I'm afraid this has been on the back burner (or maybe further back) for
a while... so... either "no" or "I don't remember" :)
Just trying your test case. It's not related to direct I/O or mmap I/O
since I can reproduce it without those.
# xfs_io -f -c "pwrite -S 0x11 -b 513 0 513" -c "truncate 1" -c "truncate 513"
file
wrote 513/513 bytes at offset 0
513.000000 bytes, 1 ops; 0.0000 sec (8.895 MiB/sec and 18181.8182 ops/sec)
# xfs_bmap -vvp file; sync; xfs_bmap -vvp file
file:
EXT: FILE-OFFSET BLOCK-RANGE AG AG-OFFSET TOTAL FLAGS
0: [0..0]: 48..48 0 (48..48) 1 00000
1: [1..1]: hole 1
....
file:
EXT: FILE-OFFSET BLOCK-RANGE AG AG-OFFSET TOTAL FLAGS
0: [0..1]: 48..49 0 (48..49) 2 00000
....
xfs_bmap will cause the file to be flushed so there should be no dirty
data to be flushed during the sync. Strange.

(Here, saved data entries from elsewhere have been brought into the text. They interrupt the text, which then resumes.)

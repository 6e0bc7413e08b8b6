pub mod catalog;
pub mod pricing;
pub mod session;

use serde::{Deserialize, Serialize};

use crate::domain::product::ProductId;
use crate::errors::DomainError;

use self::{
    catalog::Catalog,
    session::{Section, Session, ViewerControl},
};

/// A user interaction as the presentational layer reports it.
#[derive(Clone, Debug, PartialEq, Eq, Serialize, Deserialize)]
#[serde(tag = "kind", rename_all = "snake_case")]
pub enum StorefrontEvent {
    Navigate { section: Section },
    ToggleMenu,
    SelectGarment { product_id: ProductId },
    TryOn { product_id: ProductId },
    Viewer { control: ViewerControl },
    AddToCart { product_id: ProductId },
    RemoveFromCart { product_id: ProductId },
    AdjustQuantity { product_id: ProductId, delta: i64 },
}

impl StorefrontEvent {
    pub fn name(&self) -> &'static str {
        match self {
            Self::Navigate { .. } => "navigate",
            Self::ToggleMenu => "toggle_menu",
            Self::SelectGarment { .. } => "select_garment",
            Self::TryOn { .. } => "try_on",
            Self::Viewer { .. } => "viewer",
            Self::AddToCart { .. } => "add_to_cart",
            Self::RemoveFromCart { .. } => "remove_from_cart",
            Self::AdjustQuantity { .. } => "adjust_quantity",
        }
    }
}

/// Applies one event to the session.
///
/// Only `AddToCart` can fail: a line must snapshot a real catalog product.
/// Removal and quantity changes tolerate unknown ids.
pub fn apply_event(
    session: Session,
    catalog: &Catalog,
    event: &StorefrontEvent,
) -> Result<Session, DomainError> {
    let next = match event {
        StorefrontEvent::Navigate { section } => session.navigate(*section),
        StorefrontEvent::ToggleMenu => session.toggle_menu(),
        StorefrontEvent::SelectGarment { product_id } => session.select_garment(product_id.clone()),
        StorefrontEvent::TryOn { product_id } => session.try_on(product_id.clone()),
        StorefrontEvent::Viewer { control } => session.apply_viewer_control(*control),
        StorefrontEvent::AddToCart { product_id } => {
            let product = catalog.require(product_id)?;
            session.add_to_cart(product)
        }
        StorefrontEvent::RemoveFromCart { product_id } => session.remove_from_cart(product_id),
        StorefrontEvent::AdjustQuantity { product_id, delta } => {
            session.adjust_quantity(product_id, *delta)
        }
    };
    Ok(next)
}

#[cfg(test)]
mod tests {
    use crate::domain::cart::{grand_total, item_count};
    use crate::domain::product::ProductId;
    use crate::errors::DomainError;

    use super::{
        apply_event,
        catalog::Catalog,
        session::{Section, Session, SessionId},
        StorefrontEvent,
    };

    fn replay(events: &[StorefrontEvent]) -> Result<Session, DomainError> {
        let catalog = Catalog::seeded();
        events.iter().try_fold(Session::new(SessionId("replay".to_string())), |session, event| {
            apply_event(session, &catalog, event)
        })
    }

    #[test]
    fn replays_browse_and_buy_flow() {
        let session = replay(&[
            StorefrontEvent::ToggleMenu,
            StorefrontEvent::Navigate { section: Section::Catalog },
            StorefrontEvent::TryOn { product_id: ProductId::new("5") },
            StorefrontEvent::AddToCart { product_id: ProductId::new("5") },
            StorefrontEvent::AddToCart { product_id: ProductId::new("6") },
            StorefrontEvent::AdjustQuantity { product_id: ProductId::new("6"), delta: 2 },
        ])
        .expect("replay succeeds");

        assert_eq!(session.active_section, Section::Fitting);
        assert!(!session.menu_open);
        assert_eq!(session.selected_garment, Some(ProductId::new("5")));
        assert_eq!(item_count(&session.cart), 4);
        assert_eq!(grand_total(&session.cart), 8990 + 1990 * 3);
    }

    #[test]
    fn adding_unknown_product_is_rejected() {
        let error = replay(&[StorefrontEvent::AddToCart { product_id: ProductId::new("99") }])
            .expect_err("unknown product");
        assert_eq!(error, DomainError::UnknownProduct(ProductId::new("99")));
    }

    #[test]
    fn removing_unknown_product_is_tolerated() {
        let session = replay(&[
            StorefrontEvent::AddToCart { product_id: ProductId::new("1") },
            StorefrontEvent::RemoveFromCart { product_id: ProductId::new("99") },
            StorefrontEvent::AdjustQuantity { product_id: ProductId::new("99"), delta: -1 },
        ])
        .expect("tolerated");

        assert_eq!(session.cart.lines().len(), 1);
    }

    #[test]
    fn events_serialize_with_kind_tag() {
        let json = serde_json::to_value(StorefrontEvent::Navigate { section: Section::About })
            .expect("serialize");
        assert_eq!(json["kind"], "navigate");
        assert_eq!(json["section"], "about");
    }
}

Yeah, I noticed that as well. AFAICT it is because the state on
on the second buffer has been trashed by the discard but it has been
left uptodate. The result is that xfs_flushpages() doesn't think
that there is anything to write out and the bmap code finds no
extent on that range so Ñt is considered a hole.
However, when the VFS comes along and writes the dirty inode it
thinks that the page is dirty and writes it.
xfs_page_state_convert() then sees the second buffer as uptodate but
unmapped and within EOF so it allocates the block and writes it out.
IIRC, the code in xfs_page_state_convert() did this allocation to
catch mmap() writes into holes. We have ->page_mkwrite to catch this
now and turn them into delalloc writes, so perhaps this code path is
no longer needed anymore?